I know the drama of things is played up here – it’s a manga after all – but the life of a mangaka really does seem like a mad rush from one crisis to the next, a dizzying roller-coaster ride of exultation, panic and despair. It occurs to me that with two manga ongoing Ashirogi really should have twice the assistants, but no – they only add one, though in the return of Ogawa-san they have a “foreman” with immense experience. Whether Jack would have paid for six full-time assistants from the beginning I don’t know, but then there’s the issue of Mashiro’s attachment to his Uncle’s studio, which barely has room to add a fourth desk – when Ogawa, seeing the increasing desperation of the situation as Mashiro falls further and further behind, adds two more assistants of his own volition they have to work in the bathroom and kitchen. What’s the long-term conclusion here I don’t know, as we’re never really told whether the last two will stick around once the crisis of “Reversi” and “PCP Monthly” premières has passed.

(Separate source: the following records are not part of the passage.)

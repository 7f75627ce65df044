//! Long-lived handles built once at startup.

use std::sync::Arc;

use anyhow::Context;
use nepisirsem_model::{GeminiModel, Llm, LlmError};
use nepisirsem_rag::{
    EmbeddingProvider, GeminiEmbeddingProvider, IndexManifest, IndexReport, RagError, RagPipeline,
    RetryPolicy, RetryingEmbeddingProvider, SledVectorStore, VectorStore, load_document,
};
use tracing::info;

use crate::assistant::RecipeAssistant;
use crate::config::{AppConfig, ConfigError};

/// Exit status for configuration problems: missing key, bad settings, or a
/// store that was never indexed with the configured model.
pub const EXIT_CONFIG: u8 = 2;
/// Exit status for any other failure, indexing included.
pub const EXIT_FAILURE: u8 = 1;

/// Gemini embeddings with retries on transient failures.
pub fn gemini_embedder(config: &AppConfig) -> Result<Arc<dyn EmbeddingProvider>, RagError> {
    let provider =
        GeminiEmbeddingProvider::new(config.api_key.expose(), config.embedding_model.as_str())?;
    Ok(Arc::new(RetryingEmbeddingProvider::new(Arc::new(provider), RetryPolicy::default())))
}

pub fn build_pipeline(
    config: &AppConfig,
    embedder: Arc<dyn EmbeddingProvider>,
    store: Arc<dyn VectorStore>,
) -> Result<RagPipeline, RagError> {
    RagPipeline::builder()
        .config(config.rag.clone())
        .embedding_provider(embedder)
        .vector_store(store)
        .build()
}

fn open_store(config: &AppConfig) -> anyhow::Result<Arc<dyn VectorStore>> {
    let store = SledVectorStore::open(&config.store_dir)
        .with_context(|| format!("vektör veritabanı açılamadı: {}", config.store_dir.display()))?;
    Ok(Arc::new(store))
}

/// Load the configured source document and rebuild the store from it.
pub async fn build_index(config: &AppConfig) -> anyhow::Result<IndexReport> {
    let embedder = gemini_embedder(config)?;
    let store = open_store(config)?;
    let pipeline = build_pipeline(config, embedder, store)?;

    let document = load_document(&config.source).await?;
    let report = pipeline
        .index(&document)
        .await
        .with_context(|| format!("'{}' indekslenemedi", config.source.display()))?;
    Ok(report)
}

/// Everything a question needs, constructed once and reused for every turn.
pub struct AppContext {
    assistant: RecipeAssistant,
    manifest: IndexManifest,
}

impl AppContext {
    /// Open the store, check that it holds a finished index built with the
    /// configured embedding model, and create the generation model.
    pub async fn initialize(config: &AppConfig) -> anyhow::Result<Self> {
        let embedder = gemini_embedder(config)?;
        let store = open_store(config)?;
        let pipeline = Arc::new(build_pipeline(config, embedder, store)?);
        let model: Arc<dyn Llm> =
            Arc::new(GeminiModel::new(config.api_key.expose(), &config.generation_model)?);

        Self::from_parts(RecipeAssistant::new(pipeline, model)).await
    }

    /// Wrap an already assembled assistant after checking its store.
    pub async fn from_parts(assistant: RecipeAssistant) -> anyhow::Result<Self> {
        let manifest = assistant.pipeline().ensure_ready().await?;
        info!(
            source = %manifest.source,
            records = manifest.record_count,
            embedding_model = %manifest.embedding_model,
            generation_model = assistant.model_name(),
            "assistant ready"
        );
        Ok(Self { assistant, manifest })
    }

    pub fn assistant(&self) -> &RecipeAssistant {
        &self.assistant
    }

    pub fn manifest(&self) -> &IndexManifest {
        &self.manifest
    }
}

/// Map an error to the process exit status.
pub fn exit_code(err: &anyhow::Error) -> u8 {
    let is_config = err.chain().any(|cause| {
        cause.downcast_ref::<ConfigError>().is_some()
            || cause.downcast_ref::<RagError>().is_some_and(RagError::is_config)
            || matches!(cause.downcast_ref::<LlmError>(), Some(LlmError::Config(_)))
    });
    if is_config { EXIT_CONFIG } else { EXIT_FAILURE }
}
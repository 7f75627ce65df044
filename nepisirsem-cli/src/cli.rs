use std::path::PathBuf;

use clap::{Args, Parser, Subcommand};
use nepisirsem_telemetry::LogFormat;

#[derive(Parser, Debug)]
#[command(name = "nepisirsem", version, about = "Ne Pişirsem - tarif koleksiyonundan cevap veren yemek asistanı")]
pub struct Cli {
    #[command(flatten)]
    pub settings: Settings,

    /// Log line format: pretty or json
    #[arg(long, global = true, env = "NEPISIRSEM_LOG_FORMAT", default_value = "pretty")]
    pub log_format: LogFormat,

    #[command(subcommand)]
    pub command: Commands,
}

#[derive(Subcommand, Debug, Clone, PartialEq)]
pub enum Commands {
    /// Build the vector store from the recipe document
    Index,
    /// Start an interactive conversation
    Chat,
    /// Answer a single question and exit
    Ask {
        question: String,
        /// Print `{"answer": ...}` instead of plain text
        #[arg(long)]
        json: bool,
    },
}

/// Process settings shared by every subcommand.
#[derive(Args, Debug, Clone, PartialEq)]
pub struct Settings {
    /// Recipe document (.pdf, .txt or .md)
    #[arg(long, global = true, env = "NEPISIRSEM_SOURCE", default_value = "yemektarifleri.pdf")]
    pub source: PathBuf,

    /// Directory of the vector store
    #[arg(long = "store", global = true, env = "NEPISIRSEM_STORE_DIR", default_value = "./vector_db")]
    pub store_dir: PathBuf,

    #[arg(long, global = true, env = "NEPISIRSEM_EMBEDDING_MODEL", default_value = "text-embedding-004")]
    pub embedding_model: String,

    #[arg(long, global = true, env = "NEPISIRSEM_GENERATION_MODEL", default_value = "gemini-2.5-flash")]
    pub generation_model: String,

    /// Number of chunks retrieved per question
    #[arg(long, global = true, default_value_t = 5)]
    pub top_k: usize,

    /// Maximum chunk length in characters
    #[arg(long, global = true, default_value_t = 1500)]
    pub chunk_size: usize,

    /// Characters shared by consecutive chunks
    #[arg(long, global = true, default_value_t = 150)]
    pub chunk_overlap: usize,
}

#[cfg(test)]
mod tests {
    use clap::CommandFactory;

    use super::*;

    #[test]
    fn cli_definition_is_valid() {
        Cli::command().debug_assert();
    }

    #[test]
    fn parses_ask_with_flags() {
        let cli = Cli::parse_from([
            "nepisirsem",
            "ask",
            "Menemen tarifi nedir?",
            "--json",
            "--top-k",
            "3",
            "--store",
            "/tmp/db",
        ]);
        assert_eq!(
            cli.command,
            Commands::Ask { question: "Menemen tarifi nedir?".to_string(), json: true }
        );
        assert_eq!(cli.settings.top_k, 3);
        assert_eq!(cli.settings.store_dir, PathBuf::from("/tmp/db"));
        assert_eq!(cli.settings.chunk_size, 1500);
    }
}
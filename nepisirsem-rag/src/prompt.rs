//! Prompt assembly for grounded recipe answers.

use crate::document::SearchResult;

/// Sentence the model is told to use when the recipes do not contain the answer.
pub const REFUSAL_MESSAGE: &str =
    "Üzgünüm, elimdeki tariflerde bu sorunun cevabını bulamadım.";

/// Persona and answering policies, in Turkish.
pub const DEFAULT_INSTRUCTIONS: &str = "\
Sen bir Türk Mutfağı Yemek Asistanısın. Görevin, SADECE sana verilen tarifler \
üzerinden kullanıcının sorularını cevaplamaktır. Cevaplarını daima Türkçe vermelisin.

Lütfen kullanıcının sorgusunu analiz et ve şu kurallara göre cevapla:

1. **Tarif İsteği veya Detay Sorulursa (Yemek Adı Varsa):** Kullanıcı bir yemeğin adını \
sorduğunda ve bu yemek verilen tariflerde varsa, DAİMA o yemeğin tarifini tamamen sun: \
yemeğin adı, hazırlık süresi, pişirme süresi, malzeme listesi ve numaralandırılmış \
yapılış adımları. Bu durumda asla reddetme cümlesi kullanma.
2. **Malzeme ve/veya Kategori Tabanlı Öneri (Filtreleme):** Kullanıcının elindeki \
malzemeleri ve kategori isteğini uygula. Yalnızca malzeme ihtiyacı kullanıcının \
elindekileri aşmayan 2-3 uygun tarif öner; kısıt verilmemişse küçük bir seçki sun. Her \
öneri için eksik malzemeleri belirt. Tuz, su, karabiber ve yağ hiçbir zaman eksik \
malzeme sayılmaz.
3. **Konuşma Dışı Geri Bildirim veya Selamlaşma:** Kullanıcı 'tamam', 'teşekkürler', \
'merhaba' gibi ifadeler kullandığında, kibar ve kısa cevaplar ver; reddetme cümlesi \
kullanma.

Bu kuralların hiçbiri uymuyorsa ve cevap verilen tariflerde yoksa, yalnızca şu cümleyle \
cevap ver: ";

/// Builds the single prompt sent to the model for one question.
///
/// Segments are appended in a fixed order (instructions, retrieved chunks in
/// rank order, the question), so text inside a question or a chunk is never
/// interpreted as a placeholder.
///
/// ```rust
/// use nepisirsem_rag::PromptTemplate;
///
/// let prompt = PromptTemplate::default().render(&[], "Menemen nasıl yapılır?");
/// assert!(prompt.ends_with("Kullanıcının Sorgusu: Menemen nasıl yapılır?\n---\nCevabın:\n"));
/// ```
#[derive(Debug, Clone)]
pub struct PromptTemplate {
    instructions: String,
}

impl Default for PromptTemplate {
    fn default() -> Self {
        Self { instructions: format!("{DEFAULT_INSTRUCTIONS}\"{REFUSAL_MESSAGE}\"") }
    }
}

impl PromptTemplate {
    /// Replace the instruction block.
    pub fn with_instructions(mut self, instructions: impl Into<String>) -> Self {
        self.instructions = instructions.into();
        self
    }

    pub fn instructions(&self) -> &str {
        &self.instructions
    }

    pub fn render(&self, results: &[SearchResult], question: &str) -> String {
        let context_len: usize = results.iter().map(|r| r.record.text.len() + 2).sum();
        let mut prompt =
            String::with_capacity(self.instructions.len() + context_len + question.len() + 96);

        prompt.push_str(&self.instructions);
        prompt.push_str("\n\n---\nVerilen Tarifler (Context):\n");
        for (i, result) in results.iter().enumerate() {
            if i > 0 {
                prompt.push_str("\n\n");
            }
            prompt.push_str(&result.record.text);
        }
        prompt.push_str("\n\n---\nKullanıcının Sorgusu: ");
        prompt.push_str(question);
        prompt.push_str("\n---\nCevabın:\n");
        prompt
    }
}

#[cfg(test)]
mod tests {
    use super::*;
    use crate::document::{Metadata, VectorRecord};

    fn result(id: &str, text: &str, score: f32) -> SearchResult {
        SearchResult {
            record: VectorRecord {
                id: id.to_string(),
                text: text.to_string(),
                embedding: vec![],
                metadata: Metadata::new(),
                document_id: "tarifler".to_string(),
            },
            score,
        }
    }

    #[test]
    fn chunks_appear_in_rank_order_separated_by_blank_lines() {
        let results = [result("a", "Menemen tarifi", 0.9), result("b", "Kısır tarifi", 0.7)];
        let prompt = PromptTemplate::default().render(&results, "Menemen?");

        assert!(prompt.contains("Verilen Tarifler (Context):\nMenemen tarifi\n\nKısır tarifi\n\n---"));
        assert!(prompt.contains("Kullanıcının Sorgusu: Menemen?"));
        assert!(prompt.starts_with("Sen bir Türk Mutfağı Yemek Asistanısın."));
    }

    #[test]
    fn instructions_carry_policies_and_refusal() {
        let prompt = PromptTemplate::default().render(&[], "merhaba");
        assert!(prompt.contains(REFUSAL_MESSAGE));
        assert!(prompt.contains("Tuz, su, karabiber ve yağ"));
        assert!(prompt.contains("'teşekkürler'"));
    }

    #[test]
    fn placeholder_like_text_is_inserted_literally() {
        let results = [result("a", "{input} değil {context}", 0.5)];
        let prompt = PromptTemplate::default().render(&results, "{context} nedir?");
        assert!(prompt.contains("Kullanıcının Sorgusu: {context} nedir?"));
        assert!(prompt.contains("{input} değil {context}"));
    }

    #[test]
    fn custom_instructions_replace_default() {
        let template = PromptTemplate::default().with_instructions("Kısa cevap ver.");
        assert!(template.render(&[], "x").starts_with("Kısa cevap ver.\n\n---"));
    }
}
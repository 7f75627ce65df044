//! Property tests for in-memory vector store search ordering.

use std::collections::BTreeMap;

use nepisirsem_rag::document::{Metadata, VectorRecord};
use nepisirsem_rag::inmemory::InMemoryVectorStore;
use nepisirsem_rag::vectorstore::VectorStore;
use proptest::prelude::*;

/// Generate a non-zero L2-normalized embedding of the given dimension.
fn arb_normalized_embedding(dim: usize) -> impl Strategy<Value = Vec<f32>> {
    proptest::collection::vec(-1.0f32..1.0f32, dim).prop_filter_map(
        "non-zero embedding",
        |mut v| {
            let norm: f32 = v.iter().map(|x| x * x).sum::<f32>().sqrt();
            if norm < 1e-8 {
                return None;
            }
            for val in &mut v {
                *val /= norm;
            }
            Some(v)
        },
    )
}

fn arb_record(dim: usize) -> impl Strategy<Value = VectorRecord> {
    ("[a-z]{3,8}", "[a-zçğıöşü ]{5,30}", arb_normalized_embedding(dim)).prop_map(
        |(id, text, embedding)| VectorRecord {
            id,
            text,
            embedding,
            metadata: Metadata::new(),
            document_id: "tarifler".to_string(),
        },
    )
}

/// Searching returns at most `top_k` results, in descending score order with
/// ties broken by ascending ID, and never more than the number of distinct IDs.
mod prop_inmemory_search_ordering {
    use super::*;

    const DIM: usize = 16;

    proptest! {
        #![proptest_config(ProptestConfig::with_cases(100))]

        #[test]
        fn results_ordered_descending_and_bounded_by_top_k(
            records in proptest::collection::vec(arb_record(DIM), 1..20),
            query in arb_normalized_embedding(DIM),
            top_k in 1usize..25,
        ) {
            let rt = tokio::runtime::Runtime::new().unwrap();
            let (results, unique_count) = rt.block_on(async {
                let store = InMemoryVectorStore::new();
                store.put(&records).await.unwrap();

                let unique: BTreeMap<&str, ()> =
                    records.iter().map(|r| (r.id.as_str(), ())).collect();
                let results = store.query(&query, top_k).await.unwrap();
                (results, unique.len())
            });

            prop_assert!(results.len() <= top_k);
            prop_assert_eq!(results.len(), top_k.min(unique_count));

            for window in results.windows(2) {
                prop_assert!(
                    window[0].score >= window[1].score,
                    "results not in descending order: {} < {}",
                    window[0].score,
                    window[1].score,
                );
                if window[0].score == window[1].score {
                    prop_assert!(window[0].record.id < window[1].record.id);
                }
            }
        }
    }
}

#[tokio::test]
async fn reset_clears_records_and_manifest() {
    use chrono::Utc;
    use nepisirsem_rag::IndexManifest;

    let store = InMemoryVectorStore::new();
    let record = VectorRecord {
        id: "a".into(),
        text: "ayran".into(),
        embedding: vec![1.0, 0.0],
        metadata: Metadata::new(),
        document_id: "d".into(),
    };
    store.put(&[record]).await.unwrap();
    store
        .write_manifest(&IndexManifest {
            source: "d.txt".into(),
            document_id: "d".into(),
            chunk_size: 10,
            chunk_overlap: 1,
            embedding_model: "mock-hashing".into(),
            dimensions: 2,
            record_count: 1,
            indexed_at: Utc::now(),
        })
        .await
        .unwrap();

    store.reset().await.unwrap();
    assert!(store.is_empty().await.unwrap());
    assert!(store.manifest().await.unwrap().is_none());

    // dimensionality is free again after a reset
    let wider = VectorRecord {
        id: "b".into(),
        text: "cacık".into(),
        embedding: vec![0.0, 0.0, 1.0],
        metadata: Metadata::new(),
        document_id: "d".into(),
    };
    store.put(&[wider]).await.unwrap();
    assert_eq!(store.len().await.unwrap(), 1);
}
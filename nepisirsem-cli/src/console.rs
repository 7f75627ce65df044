//! Interactive conversation loop.

use std::io::Write;

use nepisirsem_session::Session;
use rustyline::DefaultEditor;
use rustyline::error::ReadlineError;
use tracing::warn;

use crate::assistant::RecipeAssistant;

pub const GREETING: &str = "Merhaba! Ben Akıllı Yemek Asistanıyım. Hangi tarifi arıyorsun ya da \
elinde hangi malzemeler var? Sana süresiyle birlikte yardımcı olabilirim.";

pub const FAREWELL: &str = "Ne Pişirsem sonlandırılıyor. Afiyet olsun!";

const PROMPT: &str = "\nSenin Sorun: ";
const ANSWER_LABEL: &str = "Ne Pişirsem Asistan Cevabı:";
const HISTORY_COMMAND: &str = "/gecmis";

/// Words that end the conversation, compared case-insensitively. The dotless
/// and ASCII spellings of "çıkış" are accepted too.
const EXIT_WORDS: [&str; 6] = ["çıkış", "çikiş", "cikis", "exit", "kapat", "quit"];

#[derive(Debug, Clone, PartialEq, Eq)]
pub enum ConsoleCommand {
    Exit,
    Empty,
    History,
    Question(String),
}

pub fn parse_input(line: &str) -> ConsoleCommand {
    let trimmed = line.trim();
    if trimmed.is_empty() {
        return ConsoleCommand::Empty;
    }
    let lowered = trimmed.to_lowercase();
    if EXIT_WORDS.contains(&lowered.as_str()) {
        ConsoleCommand::Exit
    } else if lowered == HISTORY_COMMAND {
        ConsoleCommand::History
    } else {
        ConsoleCommand::Question(trimmed.to_string())
    }
}

/// Whether the loop should keep reading input.
#[derive(Debug, Clone, Copy, PartialEq, Eq)]
pub enum Flow {
    Continue,
    Stop,
}

pub fn print_history(session: &Session, out: &mut impl Write) -> std::io::Result<()> {
    for turn in session.history() {
        writeln!(out, "[{}] {}: {}", turn.timestamp.format("%H:%M"), turn.role, turn.text)?;
    }
    Ok(())
}

/// Handle one line of input, writing everything meant for the user to `out`.
///
/// A failed question is reported and the conversation continues.
pub async fn handle_line(
    assistant: &RecipeAssistant,
    session: &mut Session,
    line: &str,
    out: &mut impl Write,
) -> std::io::Result<Flow> {
    match parse_input(line) {
        ConsoleCommand::Exit => {
            writeln!(out, "{FAREWELL}")?;
            Ok(Flow::Stop)
        }
        ConsoleCommand::Empty => Ok(Flow::Continue),
        ConsoleCommand::History => {
            print_history(session, out)?;
            Ok(Flow::Continue)
        }
        ConsoleCommand::Question(question) => {
            match assistant.respond(session, &question).await {
                Ok(answer) => writeln!(out, "{ANSWER_LABEL}\n{}", answer.answer)?,
                Err(e) => {
                    warn!(error = %e, "question failed");
                    writeln!(out, "Hata oluştu: {e}")?;
                }
            }
            Ok(Flow::Continue)
        }
    }
}

/// Run the conversation on the terminal until an exit word, Ctrl-C or Ctrl-D.
pub async fn run_console(assistant: &RecipeAssistant, session: &mut Session) -> anyhow::Result<()> {
    let mut editor = DefaultEditor::new()?;
    let mut stdout = std::io::stdout();

    writeln!(stdout, "\n--- Ne Pişirsem BAŞLATILDI ---")?;
    writeln!(stdout, "Sohbeti sonlandırmak için 'çıkış' yazın, geçmiş için '{HISTORY_COMMAND}'.")?;
    if let Some(greeting) = session.last() {
        writeln!(stdout, "\n{}: {}", greeting.role, greeting.text)?;
    }

    loop {
        match editor.readline(PROMPT) {
            Ok(line) => {
                if !line.trim().is_empty() {
                    let _ = editor.add_history_entry(line.as_str());
                }
                if handle_line(assistant, session, &line, &mut stdout).await? == Flow::Stop {
                    break;
                }
            }
            Err(ReadlineError::Interrupted | ReadlineError::Eof) => {
                writeln!(stdout, "{FAREWELL}")?;
                break;
            }
            Err(e) => return Err(e.into()),
        }
    }
    Ok(())
}

#[cfg(test)]
mod tests {
    use super::*;
    use nepisirsem_session::Role;

    #[test]
    fn exit_words_are_case_insensitive() {
        for word in ["çıkış", "Çıkış", "EXIT", " kapat ", "quit", "cikis"] {
            assert_eq!(parse_input(word), ConsoleCommand::Exit, "{word}");
        }
    }

    #[test]
    fn blank_history_and_questions() {
        assert_eq!(parse_input("   "), ConsoleCommand::Empty);
        assert_eq!(parse_input("/GECMIS"), ConsoleCommand::History);
        assert_eq!(
            parse_input("  Menemen tarifi nedir? "),
            ConsoleCommand::Question("Menemen tarifi nedir?".to_string())
        );
        assert_eq!(parse_input("çıkış yap"), ConsoleCommand::Question("çıkış yap".to_string()));
    }

    #[test]
    fn history_lists_turns_with_roles() {
        let mut session = Session::with_greeting(GREETING);
        session.append(Role::User, "merhaba");
        let mut out = Vec::new();
        print_history(&session, &mut out).unwrap();
        let text = String::from_utf8(out).unwrap();
        assert!(text.contains("Asistan: Merhaba! Ben Akıllı Yemek Asistanıyım."));
        assert!(text.contains("Sen: merhaba"));
    }
}
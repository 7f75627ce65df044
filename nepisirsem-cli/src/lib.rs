//! # nepisirsem-cli
//!
//! The `nepisirsem` command: index a recipe collection, then ask questions
//! about it one at a time or in an interactive conversation.
//!
//! ```text
//! nepisirsem index --source yemektarifleri.pdf
//! nepisirsem chat
//! nepisirsem ask "2 yumurtam var, kahvaltı için ne yapabilirim?" --json
//! ```

pub mod assistant;
pub mod cli;
pub mod config;
pub mod console;
pub mod context;

pub use assistant::{Answer, AssistantError, QueryOutput, RecipeAssistant, SourceRef};
pub use cli::{Cli, Commands, Settings};
pub use config::{ApiKey, AppConfig, ConfigError, resolve_api_key};
pub use console::{ConsoleCommand, FAREWELL, Flow, GREETING, handle_line, parse_input, run_console};
pub use context::{AppContext, EXIT_CONFIG, EXIT_FAILURE, build_index, build_pipeline, exit_code};
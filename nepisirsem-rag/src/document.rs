//! Data types for documents, chunks, stored records and search results.

use std::collections::BTreeMap;

use chrono::{DateTime, Utc};
use serde::{Deserialize, Serialize};

/// Key-value metadata. Ordered so that stored records serialize identically
/// across runs.
pub type Metadata = BTreeMap<String, String>;

/// One page (or section) of raw text within a [`Document`].
#[derive(Debug, Clone, Serialize, Deserialize, PartialEq)]
pub struct Page {
    /// 1-based page number in the source.
    pub number: u32,
    pub text: String,
}

/// A loaded source file.
#[derive(Debug, Clone, Serialize, Deserialize, PartialEq)]
pub struct Document {
    /// Unique identifier for the document.
    pub id: String,
    /// Where the document was loaded from, usually a file path.
    pub source: String,
    /// Ordered pages of raw text.
    pub pages: Vec<Page>,
    /// Key-value metadata inherited by every chunk.
    pub metadata: Metadata,
}

impl Document {
    /// Create a document from its pages.
    pub fn new(id: impl Into<String>, source: impl Into<String>, pages: Vec<Page>) -> Self {
        Self { id: id.into(), source: source.into(), pages, metadata: Metadata::new() }
    }

    /// Create a single-page document.
    pub fn from_text(id: impl Into<String>, text: impl Into<String>) -> Self {
        let id = id.into();
        let source = id.clone();
        Self::new(id, source, vec![Page { number: 1, text: text.into() }])
    }

    /// Add a metadata entry.
    pub fn with_metadata(mut self, key: impl Into<String>, value: impl Into<String>) -> Self {
        self.metadata.insert(key.into(), value.into());
        self
    }

    /// Whether no page carries any non-whitespace text.
    pub fn is_blank(&self) -> bool {
        self.pages.iter().all(|p| p.text.trim().is_empty())
    }
}

/// A contiguous span of one page of a [`Document`], not yet embedded.
#[derive(Debug, Clone, Serialize, Deserialize, PartialEq)]
pub struct Chunk {
    /// `{document_id}_{chunk_index}`.
    pub id: String,
    pub text: String,
    /// The ID of the parent [`Document`].
    pub document_id: String,
    /// Document metadata plus `source`, `page`, `chunk_index` and `start_char`.
    pub metadata: Metadata,
}

impl Chunk {
    /// Attach an embedding, producing the unit persisted in a vector store.
    pub fn into_record(self, embedding: Vec<f32>) -> VectorRecord {
        VectorRecord {
            id: self.id,
            text: self.text,
            embedding,
            metadata: self.metadata,
            document_id: self.document_id,
        }
    }
}

/// A chunk together with its embedding, as stored in a vector store.
#[derive(Debug, Clone, Serialize, Deserialize, PartialEq)]
pub struct VectorRecord {
    pub id: String,
    pub text: String,
    pub embedding: Vec<f32>,
    pub metadata: Metadata,
    pub document_id: String,
}

/// A retrieved [`VectorRecord`] paired with a relevance score.
#[derive(Debug, Clone, Serialize, Deserialize, PartialEq)]
pub struct SearchResult {
    pub record: VectorRecord,
    /// Cosine similarity with the query (higher is more relevant).
    pub score: f32,
}

/// Written last by a successful indexing run; a store without one is not
/// usable for queries.
#[derive(Debug, Clone, Serialize, Deserialize, PartialEq)]
pub struct IndexManifest {
    pub source: String,
    pub document_id: String,
    pub chunk_size: usize,
    pub chunk_overlap: usize,
    /// Model that produced the stored embeddings. Queries must use the same one.
    pub embedding_model: String,
    pub dimensions: usize,
    pub record_count: usize,
    pub indexed_at: DateTime<Utc>,
}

If the first part of the episode focuses on the ways Mashiro has the harder job in the team, the second focuses on the unique challenges Takagi faces as the writer. At first things go swimmingly: Though it doesn’t match “Zombie Gun”’s premiere score of an astonishing 767 first-place votes, “Reversi” still wins with 526 – and in fact goes on to defeat “ZG” in the rankings for the next two weeks as well. But a flaw in the “Reversi” premise quickly becomes apparent – while Eiji keeps raising his game, first by adding a flashy antagonist and then by axing him for an even flashier one when he loses those polls to “Reversi”, Ashirogi can’t do that. They’re locked into a very specific dynamic with their “two protagonists” story – both of them are essential to the story, and this added flexibility for Eiji proves itself as he launches back into first place while Ashirogi plummets to fifth. Perhaps this is something Hattori might have seen as a potential issue going in, as neither Mashiro nor Takagi was really experienced enough with battle manga to spot it themselves.
(Death Note spoilers follow – please stop here if you haven’t seen or read it)
This is a pretty interesting dilemma, especially as it reflects on Death Note. That series, in fact, did axe its “second protagonist” in the middle of its run, and in fact the series suffered for it in many fans’ eyes – including mine. When L died DN pretty much lost its mojo as far as I was concerned. In any event, there’s another inherent issue with “Reversi’s” premise – as structured, there’s no way this can be the long-running mainstay series that Ashirogi has originally hoped. It’s set-up around a duel between “Schwarz” and “Weiss” (they really aren’t event trying to mask the connection anymore) which can only be extended for so long – and once that’s over, the series has effectively used up its raison d’etre.
I feel for Takagi here, in a way I rarely have over the course of Bakuman. Not only does he have to watch Mashiro physically destroy himself to keep things working, but he has to keep trying to come up with material that’s not just good, but good enough to help Mashiro get the anime adaptation that his fairy-tale romance is built around. With Azuki’s career taking off like a flash that’s more urgent than ever. Mashiro goes so far as to tell Takagi to “make Reversi a masterpiece” – but also tells him to not worry about extending the story. If “Reversi” is a flame that burns out after 50 chapters that’s fine, as long as it’s a bright enough flame – and perhaps 50 chapters is enough to get it that long-coveted anime. But where’s the role for Azuki? Yet another tall order for Takagi, who’s really carrying the weight of expectations to a ridiculous degree at the moment.